# Work required
Say how many lines in the records contain "ExpectedCloseParen". The reply must consist of the number alone.

# The data
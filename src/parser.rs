use std::collections::HashMap;

use crate::ast::{Expr, Function, Item, Prototype};
use crate::lexer::{Lexer, Token};

/// Syntactic failures. Lexical failures do not exist (every character
/// scans to some token), and nothing here panics on bad input: a failed
/// sub-parse propagates up to the enclosing top-level construct, where
/// the driver decides recovery.
#[derive(Debug, PartialEq, Clone, thiserror::Error)]
pub enum ParserError {
    #[error("unknown token when expecting an expression (found {0})")]
    ExpectedExpression(Token),
    #[error("expected ')' (found {0})")]
    ExpectedCloseParen(Token),
    #[error("expected ')' or ',' in argument list (found {0})")]
    ExpectedArgumentSeparator(Token),
    #[error("expected function name in prototype (found {0})")]
    ExpectedFunctionName(Token),
    #[error("expected '(' in prototype (found {0})")]
    ExpectedProtoOpenParen(Token),
    #[error("expected ')' in prototype (found {0})")]
    ExpectedProtoCloseParen(Token),
}

pub type ParseResult<T> = Result<T, ParserError>;

/// One parse session: the scanner, a single token of lookahead, and the
/// operator precedence table. Sessions are independent - nothing is
/// process-wide, so separate inputs can be parsed without
/// cross-contamination.
pub struct Parser<I: Iterator<Item = char>> {
    lexer: Lexer<I>,
    current: Token,
    op_precedence: HashMap<char, i32>,
}

impl<'a> Parser<std::str::Chars<'a>> {
    pub fn from_source(source: &'a str) -> Self {
        Parser::new(Lexer::new(source.chars()))
    }
}

impl<I: Iterator<Item = char>> Parser<I> {
    pub fn new(mut lexer: Lexer<I>) -> Self {
        let current = lexer.next_token();
        let mut op_precedence = HashMap::new();
        op_precedence.insert('<', 10);
        op_precedence.insert('+', 20);
        op_precedence.insert('-', 20);
        op_precedence.insert('*', 40);
        Parser {
            lexer,
            current,
            op_precedence,
        }
    }

    /// Declare `op` as an infix operator with the given binding strength
    /// (higher binds tighter). A non-positive precedence undeclares it.
    /// Hosts extend the baseline table through this before parsing.
    pub fn define_operator(&mut self, op: char, precedence: i32) {
        self.op_precedence.insert(op, precedence);
    }

    /// The lookahead token: already fetched, not yet consumed.
    pub fn current(&self) -> &Token {
        &self.current
    }

    /// Discard the current token. Drivers call this after a failed
    /// [`Parser::parse_item`] to skip past the offending token and resume.
    pub fn synchronize(&mut self) {
        self.advance();
    }

    fn advance(&mut self) {
        self.current = self.lexer.next_token();
    }

    // Binding strength of the pending token, -1 if it is not a declared
    // infix operator. Table entries <= 0 count as undeclared.
    fn current_precedence(&self) -> i32 {
        match self.current {
            Token::Char(op) => match self.op_precedence.get(&op) {
                Some(&prec) if prec > 0 => prec,
                _ => -1,
            },
            _ => -1,
        }
    }

    /// Parse the next top-level construct, skipping `;` delimiters.
    /// `Ok(None)` means the input is exhausted.
    pub fn parse_item(&mut self) -> ParseResult<Option<Item>> {
        while self.current == Token::Char(';') {
            self.advance();
        }
        match self.current {
            Token::Eof => Ok(None),
            Token::Def => self
                .parse_definition()
                .map(|func| Some(Item::Function(func))),
            Token::Extern => self.parse_extern().map(|proto| Some(Item::Extern(proto))),
            _ => self
                .parse_top_level_expr()
                .map(|func| Some(Item::Function(func))),
        }
    }

    /// definition ::= "def" prototype expression
    pub fn parse_definition(&mut self) -> ParseResult<Function> {
        self.advance(); // eat 'def'
        let proto = self.parse_prototype()?;
        let body = self.parse_expression()?;
        Ok(Function { proto, body })
    }

    /// extern ::= "extern" prototype
    pub fn parse_extern(&mut self) -> ParseResult<Prototype> {
        self.advance(); // eat 'extern'
        self.parse_prototype()
    }

    /// A bare expression at the top level becomes the body of a function
    /// under an anonymous (empty-name, zero-parameter) prototype, so every
    /// top-level construct normalizes to the same shape.
    pub fn parse_top_level_expr(&mut self) -> ParseResult<Function> {
        let body = self.parse_expression()?;
        let proto = Prototype {
            name: String::new(),
            params: Vec::new(),
        };
        Ok(Function { proto, body })
    }

    /// prototype ::= identifier "(" identifier* ")"
    fn parse_prototype(&mut self) -> ParseResult<Prototype> {
        let name = match &self.current {
            Token::Ident(name) => name.clone(),
            _ => return Err(ParserError::ExpectedFunctionName(self.current.clone())),
        };
        self.advance(); // eat the function name

        if self.current != Token::Char('(') {
            return Err(ParserError::ExpectedProtoOpenParen(self.current.clone()));
        }
        self.advance(); // eat '('

        // parameter names are plain identifiers; duplicates are not our
        // problem to reject
        let mut params = Vec::new();
        while let Token::Ident(param) = &self.current {
            params.push(param.clone());
            self.advance();
        }

        if self.current != Token::Char(')') {
            return Err(ParserError::ExpectedProtoCloseParen(self.current.clone()));
        }
        self.advance(); // eat ')'

        Ok(Prototype { name, params })
    }

    /// expression ::= primary (binop primary)*, precedence-resolved
    pub fn parse_expression(&mut self) -> ParseResult<Expr> {
        let lhs = self.parse_primary()?;
        self.parse_bin_op_rhs(0, lhs)
    }

    /// primary ::= number | identifier-ref | call | "(" expression ")"
    fn parse_primary(&mut self) -> ParseResult<Expr> {
        match &self.current {
            Token::Number(_) => self.parse_number_expr(),
            Token::Ident(_) => self.parse_identifier_expr(),
            Token::Char('(') => self.parse_paren_expr(),
            _ => Err(ParserError::ExpectedExpression(self.current.clone())),
        }
    }

    // Precedence climbing. Consumes `(binop primary)` pairs as long as the
    // pending operator binds at least as tightly as `min_prec`, folding
    // them into `lhs` left to right; when the operator after a candidate
    // rhs binds strictly tighter, that rhs is first extended recursively
    // at `prec + 1`. Equal-precedence operators therefore associate left.
    // Recursion depth tracks the number of precedence levels climbed, not
    // input length.
    fn parse_bin_op_rhs(&mut self, min_prec: i32, mut lhs: Expr) -> ParseResult<Expr> {
        loop {
            let prec = self.current_precedence();
            if prec < min_prec {
                return Ok(lhs);
            }

            let op = match self.current {
                Token::Char(op) => op,
                _ => unreachable!("positive precedence implies an operator token"),
            };
            self.advance(); // eat the operator

            let mut rhs = self.parse_primary()?;

            if prec < self.current_precedence() {
                rhs = self.parse_bin_op_rhs(prec + 1, rhs)?;
            }

            lhs = Expr::Binary {
                op,
                lhs: Box::new(lhs),
                rhs: Box::new(rhs),
            };
        }
    }

    fn parse_number_expr(&mut self) -> ParseResult<Expr> {
        let val = match self.current {
            Token::Number(val) => val,
            _ => unreachable!("caller checked for a number token"),
        };
        self.advance(); // eat the number
        Ok(Expr::Number(val))
    }

    // identifierexpr ::= identifier | identifier "(" (expression ",")* ")"
    fn parse_identifier_expr(&mut self) -> ParseResult<Expr> {
        let name = match &self.current {
            Token::Ident(name) => name.clone(),
            _ => unreachable!("caller checked for an identifier token"),
        };
        self.advance(); // eat the identifier

        if self.current != Token::Char('(') {
            return Ok(Expr::Variable(name));
        }
        self.advance(); // eat '('

        let mut args = Vec::new();
        if self.current != Token::Char(')') {
            loop {
                args.push(self.parse_expression()?);
                if self.current == Token::Char(')') {
                    break;
                }
                if self.current != Token::Char(',') {
                    return Err(ParserError::ExpectedArgumentSeparator(self.current.clone()));
                }
                self.advance(); // eat ','
            }
        }
        self.advance(); // eat ')'

        Ok(Expr::Call { callee: name, args })
    }

    // parenexpr ::= "(" expression ")" - grouping only, no tree node.
    // Recursion depth here equals the nesting depth of the input.
    fn parse_paren_expr(&mut self) -> ParseResult<Expr> {
        self.advance(); // eat '('
        let inner = self.parse_expression()?;
        if self.current != Token::Char(')') {
            return Err(ParserError::ExpectedCloseParen(self.current.clone()));
        }
        self.advance(); // eat ')'
        Ok(inner)
    }
}

#[cfg(test)]
mod tests {
    use pretty_assertions::assert_eq;

    use super::*;

    fn parse_expr(input: &str) -> Expr {
        Parser::from_source(input).parse_expression().unwrap()
    }

    fn num(val: f64) -> Expr {
        Expr::Number(val)
    }

    fn var(name: &str) -> Expr {
        Expr::Variable(name.to_string())
    }

    fn bin(op: char, lhs: Expr, rhs: Expr) -> Expr {
        Expr::Binary {
            op,
            lhs: Box::new(lhs),
            rhs: Box::new(rhs),
        }
    }

    #[test]
    fn multiplication_binds_tighter() {
        assert_eq!(
            parse_expr("1 + 2 * 3"),
            bin('+', num(1.0), bin('*', num(2.0), num(3.0)))
        );
    }

    #[test]
    fn equal_precedence_associates_left() {
        assert_eq!(
            parse_expr("1 - 2 - 3"),
            bin('-', bin('-', num(1.0), num(2.0)), num(3.0))
        );
    }

    #[test]
    fn parentheses_group_without_a_node() {
        assert_eq!(
            parse_expr("(1 + 2) * 3"),
            bin('*', bin('+', num(1.0), num(2.0)), num(3.0))
        );
    }

    #[test]
    fn comparison_binds_loosest() {
        assert_eq!(
            parse_expr("x < y + 1"),
            bin('<', var("x"), bin('+', var("y"), num(1.0)))
        );
    }

    #[test]
    fn calls() {
        assert_eq!(
            parse_expr("foo(1, 2)"),
            Expr::Call {
                callee: "foo".to_string(),
                args: vec![num(1.0), num(2.0)],
            }
        );
        assert_eq!(
            parse_expr("foo()"),
            Expr::Call {
                callee: "foo".to_string(),
                args: vec![],
            }
        );
    }

    #[test]
    fn call_arguments_are_full_expressions() {
        assert_eq!(
            parse_expr("foo(bar(x), 1 + 2)"),
            Expr::Call {
                callee: "foo".to_string(),
                args: vec![
                    Expr::Call {
                        callee: "bar".to_string(),
                        args: vec![var("x")],
                    },
                    bin('+', num(1.0), num(2.0)),
                ],
            }
        );
    }

    #[test]
    fn bare_identifier_is_a_variable_ref() {
        assert_eq!(parse_expr("x"), var("x"));
    }

    #[test]
    fn undeclared_operator_ends_the_expression() {
        let mut parser = Parser::from_source("1 / 2");
        assert_eq!(parser.parse_expression(), Ok(num(1.0)));
        assert_eq!(parser.current(), &Token::Char('/'));
    }

    #[test]
    fn host_defined_operator() {
        let mut parser = Parser::from_source("a | b < c");
        parser.define_operator('|', 5);
        assert_eq!(
            parser.parse_expression(),
            Ok(bin('|', var("a"), bin('<', var("b"), var("c"))))
        );
    }

    #[test]
    fn definition_item() {
        let item = Parser::from_source("def add(x y) x + y")
            .parse_item()
            .unwrap();
        assert_eq!(
            item,
            Some(Item::Function(Function {
                proto: Prototype {
                    name: "add".to_string(),
                    params: vec!["x".to_string(), "y".to_string()],
                },
                body: bin('+', var("x"), var("y")),
            }))
        );
    }

    #[test]
    fn extern_item() {
        let item = Parser::from_source("extern sin(x)").parse_item().unwrap();
        assert_eq!(
            item,
            Some(Item::Extern(Prototype {
                name: "sin".to_string(),
                params: vec!["x".to_string()],
            }))
        );
    }

    #[test]
    fn top_level_expression_gets_anonymous_wrapper() {
        let item = Parser::from_source("4 + 5").parse_item().unwrap();
        match item {
            Some(Item::Function(func)) => {
                assert!(func.proto.is_anonymous());
                assert!(func.proto.params.is_empty());
                assert_eq!(func.body, bin('+', num(4.0), num(5.0)));
            }
            other => panic!("expected an anonymous function, got {:?}", other),
        }
    }

    #[test]
    fn truncated_prototype_fails_with_proto_message() {
        let err = Parser::from_source("def foo(").parse_item().unwrap_err();
        assert_eq!(err, ParserError::ExpectedProtoCloseParen(Token::Eof));
        assert!(err.to_string().contains("expected ')' in prototype"));
    }

    #[test]
    fn missing_close_paren() {
        let err = Parser::from_source("(1 + 2").parse_expression().unwrap_err();
        assert_eq!(err, ParserError::ExpectedCloseParen(Token::Eof));
    }

    #[test]
    fn bad_argument_separator() {
        let err = Parser::from_source("foo(1 2)")
            .parse_expression()
            .unwrap_err();
        assert_eq!(
            err,
            ParserError::ExpectedArgumentSeparator(Token::Number(2.0))
        );
    }

    #[test]
    fn operator_in_primary_position() {
        let err = Parser::from_source("* 3").parse_expression().unwrap_err();
        assert_eq!(err, ParserError::ExpectedExpression(Token::Char('*')));
    }

    #[test]
    fn semicolons_separate_items() {
        let mut parser = Parser::from_source("def one() 1; extern two(); 3");
        let mut items = Vec::new();
        while let Some(item) = parser.parse_item().unwrap() {
            items.push(item);
        }
        assert_eq!(items.len(), 3);
        assert_eq!(parser.parse_item(), Ok(None));
    }

    #[test]
    fn deeply_nested_parens() {
        let depth = 256;
        let input = format!("{}1{}", "(".repeat(depth), ")".repeat(depth));
        assert_eq!(parse_expr(&input), num(1.0));
    }
}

# Exercise solution
3